No construí producto. No cerré cliente. No mandé una sola propuesta.
Hoy me senté —solo, con un café— a escribir el plan para salir de la deuda. Y entendí por qué me había tomado tres años hacerlo.
Tengo TDAH. Para mi cabeza, un plan que no está escrito no existe: se disuelve apenas dejo de pensarlo.
Así que durante años cargué la deuda como un bulto sin forma. Y lo que no tiene forma siempre pesa más de lo que es.
Lo contraintuitivo: el plan no sirve para ejecutar. Sirve para sacarte el problema de la cabeza y ponerlo en una hoja, donde por fin tiene tamaño.
Hoy la deuda no bajó ni un peso. Lo que cambió es que dejó de vivir adentro mío.

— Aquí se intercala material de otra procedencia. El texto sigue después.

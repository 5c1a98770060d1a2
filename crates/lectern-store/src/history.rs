//! Change-history collaborator.
//!
//! Every mutation of a text, link, note, or index is reported as an
//! immutable [`ChangeRecord`]. The engine calls the recorder synchronously
//! and treats a failure as non-fatal.

use std::sync::RwLock;

use chrono::{DateTime, Utc};
use serde::{Deserialize, Serialize};

use lectern_types::UserId;

use crate::error::{poisoned, StoreResult};
use crate::traits::ref_has_prefix;

/// What kind of mutation a record describes.
#[derive(Clone, Copy, Debug, PartialEq, Eq, Hash, Serialize, Deserialize)]
#[serde(rename_all = "snake_case")]
pub enum ChangeKind {
    EditText,
    AddLink,
    EditLink,
    DeleteLink,
    AddNote,
    EditNote,
    DeleteNote,
    EditIndex,
    RenameTitle,
    RenameVersion,
    DeleteWork,
}

/// One audited mutation.
#[derive(Clone, Debug, PartialEq, Serialize, Deserialize)]
pub struct ChangeRecord {
    pub kind: ChangeKind,
    /// Canonical ref, title, or record id the change applies to.
    pub target: String,
    #[serde(default, skip_serializing_if = "Option::is_none")]
    pub old: Option<serde_json::Value>,
    #[serde(default, skip_serializing_if = "Option::is_none")]
    pub new: Option<serde_json::Value>,
    #[serde(default, skip_serializing_if = "Option::is_none")]
    pub actor: Option<UserId>,
    pub at: DateTime<Utc>,
}

impl ChangeRecord {
    pub fn new(kind: ChangeKind, target: impl Into<String>) -> Self {
        Self {
            kind,
            target: target.into(),
            old: None,
            new: None,
            actor: None,
            at: Utc::now(),
        }
    }

    pub fn with_old<T: Serialize>(mut self, value: &T) -> StoreResult<Self> {
        self.old = Some(serde_json::to_value(value)?);
        Ok(self)
    }

    pub fn with_new<T: Serialize>(mut self, value: &T) -> StoreResult<Self> {
        self.new = Some(serde_json::to_value(value)?);
        Ok(self)
    }

    pub fn by(mut self, actor: Option<&UserId>) -> Self {
        self.actor = actor.cloned();
        self
    }
}

/// Receives change records.
pub trait HistoryRecorder: Send + Sync {
    fn record(&self, change: ChangeRecord) -> StoreResult<()>;

    /// Rewrite stored targets after a work is renamed. Returns how many
    /// records changed.
    fn rename_title(&self, _old: &str, _new: &str) -> StoreResult<usize> {
        Ok(0)
    }
}

/// Discards every record.
#[derive(Debug, Clone, Copy, Default)]
pub struct NoopHistory;

impl HistoryRecorder for NoopHistory {
    fn record(&self, _change: ChangeRecord) -> StoreResult<()> {
        Ok(())
    }
}

/// Keeps records in memory, oldest first.
#[derive(Debug, Default)]
pub struct InMemoryHistory {
    records: RwLock<Vec<ChangeRecord>>,
}

impl InMemoryHistory {
    pub fn new() -> Self {
        Self::default()
    }

    /// Snapshot of every record so far.
    pub fn records(&self) -> Vec<ChangeRecord> {
        self.records.read().map(|r| r.clone()).unwrap_or_default()
    }

    pub fn len(&self) -> usize {
        self.records.read().map(|r| r.len()).unwrap_or(0)
    }

    pub fn is_empty(&self) -> bool {
        self.len() == 0
    }
}

impl HistoryRecorder for InMemoryHistory {
    fn record(&self, change: ChangeRecord) -> StoreResult<()> {
        self.records.write().map_err(poisoned)?.push(change);
        Ok(())
    }

    fn rename_title(&self, old: &str, new: &str) -> StoreResult<usize> {
        let mut records = self.records.write().map_err(poisoned)?;
        let mut changed = 0;
        for record in records.iter_mut() {
            if ref_has_prefix(&record.target, old) {
                record.target = format!("{new}{}", &record.target[old.len()..]);
                changed += 1;
            }
        }
        Ok(changed)
    }
}
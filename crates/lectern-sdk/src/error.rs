use serde::Serialize;
use thiserror::Error;

use lectern_cache::CacheError;
use lectern_index::IndexError;
use lectern_links::LinkError;
use lectern_merge::MergeError;
use lectern_refs::RefError;
use lectern_store::StoreError;

/// Caller-facing classification of every failure the library reports.
#[derive(Clone, Copy, Debug, PartialEq, Eq, Hash, Serialize)]
pub enum ErrorKind {
    UnknownWork,
    MalformedRange,
    AmbiguousCommentaryTarget,
    UnparsableSection,
    OutOfBounds,
    StructureMismatch,
    DuplicateOrMorePreciseLink,
    LockedVersion,
    NotFound,
    UnsupportedHebrewForm,
    Invalid,
    Internal,
}

#[derive(Debug, Error)]
pub enum SdkError {
    #[error(transparent)]
    Ref(#[from] RefError),

    #[error(transparent)]
    Index(#[from] IndexError),

    #[error("store error: {0}")]
    Store(#[from] StoreError),

    #[error(transparent)]
    Link(#[from] LinkError),

    #[error("resize error: {0}")]
    Merge(#[from] MergeError),

    #[error("cache error: {0}")]
    Cache(#[from] CacheError),

    #[error(
        "text structure mismatch: the stored depth of {book} is {expected}, \
         but the text posted to {reference} implies a depth of {implied}"
    )]
    StructureMismatch {
        book: String,
        reference: String,
        expected: usize,
        implied: usize,
    },

    #[error("this text has been locked against further edits: {0}")]
    Locked(String),

    #[error("not found: {0}")]
    NotFound(String),

    #[error("invalid operation: {0}")]
    Invalid(String),

    #[error("config error: {0}")]
    Config(String),

    #[error("serialization error: {0}")]
    Serialization(#[from] serde_json::Error),
}

impl SdkError {
    pub fn kind(&self) -> ErrorKind {
        match self {
            SdkError::Ref(e) => ref_kind(e),
            SdkError::Index(e) => index_kind(e),
            SdkError::Store(e) => store_kind(e),
            SdkError::Link(e) => match e {
                LinkError::Ref(e) => ref_kind(e),
                LinkError::Store(e) => store_kind(e),
                LinkError::Duplicate(..) | LinkError::MorePrecise(..) => {
                    ErrorKind::DuplicateOrMorePreciseLink
                }
                LinkError::NotFound(_) => ErrorKind::NotFound,
                LinkError::Invalid(_) => ErrorKind::Invalid,
            },
            SdkError::Merge(_) | SdkError::Invalid(_) | SdkError::Config(_) => ErrorKind::Invalid,
            SdkError::StructureMismatch { .. } => ErrorKind::StructureMismatch,
            SdkError::Locked(_) => ErrorKind::LockedVersion,
            SdkError::NotFound(_) => ErrorKind::NotFound,
            SdkError::Cache(_) | SdkError::Serialization(_) => ErrorKind::Internal,
        }
    }
}

fn ref_kind(e: &RefError) -> ErrorKind {
    match e {
        RefError::UnknownWork(_) => ErrorKind::UnknownWork,
        RefError::MalformedRange(_) => ErrorKind::MalformedRange,
        RefError::NeedsBaseText(_) => ErrorKind::AmbiguousCommentaryTarget,
        RefError::UnparsableSection(_) => ErrorKind::UnparsableSection,
        RefError::OutOfBounds { .. } => ErrorKind::OutOfBounds,
        RefError::UnsupportedHebrewForm(_) => ErrorKind::UnsupportedHebrewForm,
        RefError::Pattern(_) => ErrorKind::Internal,
        RefError::Index(e) => index_kind(e),
    }
}

fn index_kind(e: &IndexError) -> ErrorKind {
    match e {
        IndexError::UnknownWork(_) => ErrorKind::UnknownWork,
        IndexError::NotFound(_) => ErrorKind::NotFound,
        IndexError::Invalid(_) | IndexError::DuplicateTitle(_) => ErrorKind::Invalid,
        IndexError::Poisoned(_) => ErrorKind::Internal,
    }
}

fn store_kind(e: &StoreError) -> ErrorKind {
    match e {
        StoreError::NotFound(_) => ErrorKind::NotFound,
        StoreError::Conflict(_) => ErrorKind::Invalid,
        StoreError::Poisoned(_) | StoreError::Serialization(_) => ErrorKind::Internal,
    }
}

pub type SdkResult<T> = Result<T, SdkError>;

#[cfg(test)]
mod tests {
    use super::*;

    #[test]
    fn kinds_follow_the_source_error() {
        let e: SdkError = RefError::NeedsBaseText("Rashi".into()).into();
        assert_eq!(e.kind(), ErrorKind::AmbiguousCommentaryTarget);

        let e: SdkError = LinkError::MorePrecise("a".into(), "b".into()).into();
        assert_eq!(e.kind(), ErrorKind::DuplicateOrMorePreciseLink);

        let e: SdkError = LinkError::Ref(RefError::UnknownWork("Foo".into())).into();
        assert_eq!(e.kind(), ErrorKind::UnknownWork);

        let e: SdkError = IndexError::DuplicateTitle("Gen".into()).into();
        assert_eq!(e.kind(), ErrorKind::Invalid);

        assert_eq!(SdkError::Locked("x".into()).kind(), ErrorKind::LockedVersion);
    }
}
//! Search-indexer collaborator.
//!
//! After a successful text save the engine posts an [`IndexJob`] and moves
//! on. Delivery is fire-and-forget: a gone consumer is logged, not reported.

use serde::{Deserialize, Serialize};
use tokio::sync::mpsc;
use tracing::warn;

use lectern_types::Language;

/// Request to re-index one saved ref of one version.
#[derive(Clone, Debug, PartialEq, Eq, Serialize, Deserialize)]
#[serde(rename_all = "camelCase")]
pub struct IndexJob {
    #[serde(rename = "ref")]
    pub reference: String,
    pub version_title: String,
    pub language: Language,
}

impl IndexJob {
    pub fn new(reference: impl Into<String>, version_title: impl Into<String>, language: Language) -> Self {
        Self {
            reference: reference.into(),
            version_title: version_title.into(),
            language,
        }
    }
}

pub trait SearchIndexer: Send + Sync {
    fn notify(&self, job: IndexJob);
}

/// Drops every job.
#[derive(Debug, Clone, Copy, Default)]
pub struct NoopIndexer;

impl SearchIndexer for NoopIndexer {
    fn notify(&self, _job: IndexJob) {}
}

/// Hands jobs to an async consumer over an unbounded channel.
#[derive(Debug, Clone)]
pub struct ChannelIndexer {
    tx: mpsc::UnboundedSender<IndexJob>,
}

impl ChannelIndexer {
    /// Create an indexer and the receiver a worker task should drain.
    pub fn channel() -> (Self, mpsc::UnboundedReceiver<IndexJob>) {
        let (tx, rx) = mpsc::unbounded_channel();
        (Self { tx }, rx)
    }
}

impl SearchIndexer for ChannelIndexer {
    fn notify(&self, job: IndexJob) {
        if let Err(mpsc::error::SendError(job)) = self.tx.send(job) {
            warn!(reference = %job.reference, version = %job.version_title, "search indexer is gone, dropping job");
        }
    }
}

#[cfg(test)]
mod tests {
    use super::*;

    #[tokio::test]
    async fn jobs_reach_the_worker_in_order() {
        let (indexer, mut rx) = ChannelIndexer::channel();
        let worker = tokio::spawn(async move {
            let mut seen = Vec::new();
            while let Some(job) = rx.recv().await {
                seen.push(job.reference);
            }
            seen
        });

        indexer.notify(IndexJob::new("Genesis 1:1", "JPS", Language::English));
        indexer.notify(IndexJob::new("Genesis 1:2", "JPS", Language::English));
        drop(indexer);

        let seen = worker.await.unwrap();
        assert_eq!(seen, vec!["Genesis 1:1", "Genesis 1:2"]);
    }

    #[tokio::test]
    async fn closed_channel_is_not_an_error() {
        let (indexer, rx) = ChannelIndexer::channel();
        drop(rx);
        indexer.notify(IndexJob::new("Genesis 1:1", "JPS", Language::English));
    }

    #[test]
    fn job_serializes_with_ref_key() {
        let job = IndexJob::new("Job 4:5", "JPS", Language::Hebrew);
        let json = serde_json::to_value(&job).unwrap();
        assert_eq!(json["ref"], "Job 4:5");
        assert_eq!(json["versionTitle"], "JPS");
    }
}
//! Cache service for Lectern.
//!
//! Responses to text requests are expensive to assemble (several version
//! lookups, a merge, commentary links) and are memoized here under string
//! keys. Writes to a work invalidate every key under that work's prefix.
//!
//! # Example
//!
//! ```
//! use std::time::Duration;
//! use lectern_cache::{CacheService, CacheServiceExt, InMemoryCache};
//!
//! let cache = InMemoryCache::new();
//! cache.put("text:Genesis.1|Genesis 1:1", &vec!["In the beginning"], Some(Duration::from_secs(60))).unwrap();
//! let hit: Option<Vec<String>> = cache.fetch("text:Genesis.1|Genesis 1:1").unwrap();
//! assert_eq!(hit.unwrap()[0], "In the beginning");
//!
//! cache.delete_prefix("text:Genesis.").unwrap();
//! assert!(cache.get("text:Genesis.1|Genesis 1:1").unwrap().is_none());
//! ```

pub mod error;
pub mod memory;
pub mod traits;

pub use error::{CacheError, Result};
pub use memory::InMemoryCache;
pub use traits::{CacheService, CacheServiceExt, NoCache};
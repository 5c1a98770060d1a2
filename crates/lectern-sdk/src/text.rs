//! Cutting one ref's worth of text out of stored versions and merging the
//! candidates.

use lectern_merge::merge_by_coverage;
use lectern_refs::{LengthLookup, Ref};
use lectern_store::TextStore;
use lectern_types::{TextTree, VersionStatus, VersionedText};

/// Where in a stored document a request points.
#[derive(Clone, Debug, PartialEq, Eq)]
pub(crate) struct Address {
    /// Section path to descend.
    pub path: Vec<u32>,
    /// Inclusive child range to keep at the end of `path`.
    pub range: Option<(u32, u32)>,
    /// The request resolves to a single segment.
    pub segment: bool,
}

impl Address {
    /// A point ref at segment level with no context is one segment. With
    /// context, the path is cut `context` levels above the most specific
    /// ref. A range at the last level keeps its parent and slices it.
    pub fn of(r: &Ref, context: usize) -> Self {
        let given = r.sections.len();
        if context > 0 {
            let keep = given.min(r.depth().saturating_sub(context));
            return Self {
                path: r.sections[..keep].to_vec(),
                range: None,
                segment: false,
            };
        }
        if r.is_range() && given > 0 && r.to_sections.len() == given {
            return Self {
                path: r.sections[..given - 1].to_vec(),
                range: Some((r.sections[given - 1], r.to_sections[given - 1])),
                segment: false,
            };
        }
        Self {
            path: r.sections.clone(),
            range: None,
            segment: given > 0 && given == r.depth(),
        }
    }

    /// The addressed part of `content`, or `None` if this document holds
    /// nothing there.
    pub fn extract(&self, content: &TextTree) -> Option<TextTree> {
        let node = content.descend(&self.path)?;
        let out = match self.range {
            Some((from, to)) => node.slice(from, to)?,
            None => node.clone(),
        };
        (!out.is_blank()).then_some(out)
    }

    /// What an address with no stored text resolves to.
    pub fn empty(&self) -> TextTree {
        if self.segment {
            TextTree::Leaf(String::new())
        } else {
            TextTree::Node(Vec::new())
        }
    }
}

/// Version metadata carried onto a response.
#[derive(Clone, Debug, PartialEq, Eq)]
pub(crate) struct VersionMeta {
    pub title: String,
    pub source: String,
    pub status: VersionStatus,
}

impl From<&VersionedText> for VersionMeta {
    fn from(v: &VersionedText) -> Self {
        Self {
            title: v.version_title.clone(),
            source: v.version_source.clone(),
            status: v.status.clone(),
        }
    }
}

/// Text for one language after merging.
#[derive(Clone, Debug, PartialEq, Eq)]
pub(crate) struct Assembled {
    pub text: TextTree,
    /// Set when one version supplied everything.
    pub version: Option<VersionMeta>,
    /// Per-leaf version titles when several versions contributed.
    pub sources: Option<Vec<Option<String>>>,
}

/// Extract `address` from each of `docs` (already in precedence order) and
/// merge what they hold.
pub(crate) fn assemble(docs: &[VersionedText], address: &Address) -> Assembled {
    let found: Vec<(&VersionedText, TextTree)> = docs
        .iter()
        .filter_map(|doc| address.extract(&doc.content).map(|text| (doc, text)))
        .collect();

    match found.as_slice() {
        [] => Assembled {
            text: address.empty(),
            version: None,
            sources: None,
        },
        [(doc, text)] => Assembled {
            text: text.clone(),
            version: Some(VersionMeta::from(*doc)),
            sources: None,
        },
        _ => {
            let texts: Vec<TextTree> = found.iter().map(|(_, t)| t.clone()).collect();
            let merged = merge_by_coverage(&texts);
            if let Some(i) = merged.single_source() {
                return Assembled {
                    text: merged.text,
                    version: Some(VersionMeta::from(found[i].0)),
                    sources: None,
                };
            }
            let sources = merged
                .sources
                .iter()
                .map(|s| s.map(|i| found[i].0.version_title.clone()))
                .collect();
            Assembled {
                text: merged.text,
                version: None,
                sources: Some(sources),
            }
        }
    }
}

/// Section sizes as stored: the widest any version of the work has at a
/// path.
pub(crate) struct StoredLengths<'a> {
    pub texts: &'a dyn TextStore,
}

impl LengthLookup for StoredLengths<'_> {
    fn segment_count(&self, book: &str, sections: &[u32]) -> Option<u32> {
        let versions = self.texts.versions(book, None).ok()?;
        versions
            .iter()
            .filter_map(|v| v.content.descend(sections))
            .map(|t| t.child_count() as u32)
            .max()
    }
}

Por eso escribir, para mí, no es 'documentar’. Es la única forma de pensar que me funciona.
La claridad no llega pensándola. Llega escribiéndola.
No salí de deudas hoy. Salí de la niebla. Y para una cabeza como la mía, eso es la mitad del camino.
¿Cuál es la hoja que evitás abrir hace meses —la deuda, el correo difícil, el número del negocio— porque mientras siga en tu cabeza no tenés que verle el tamaño?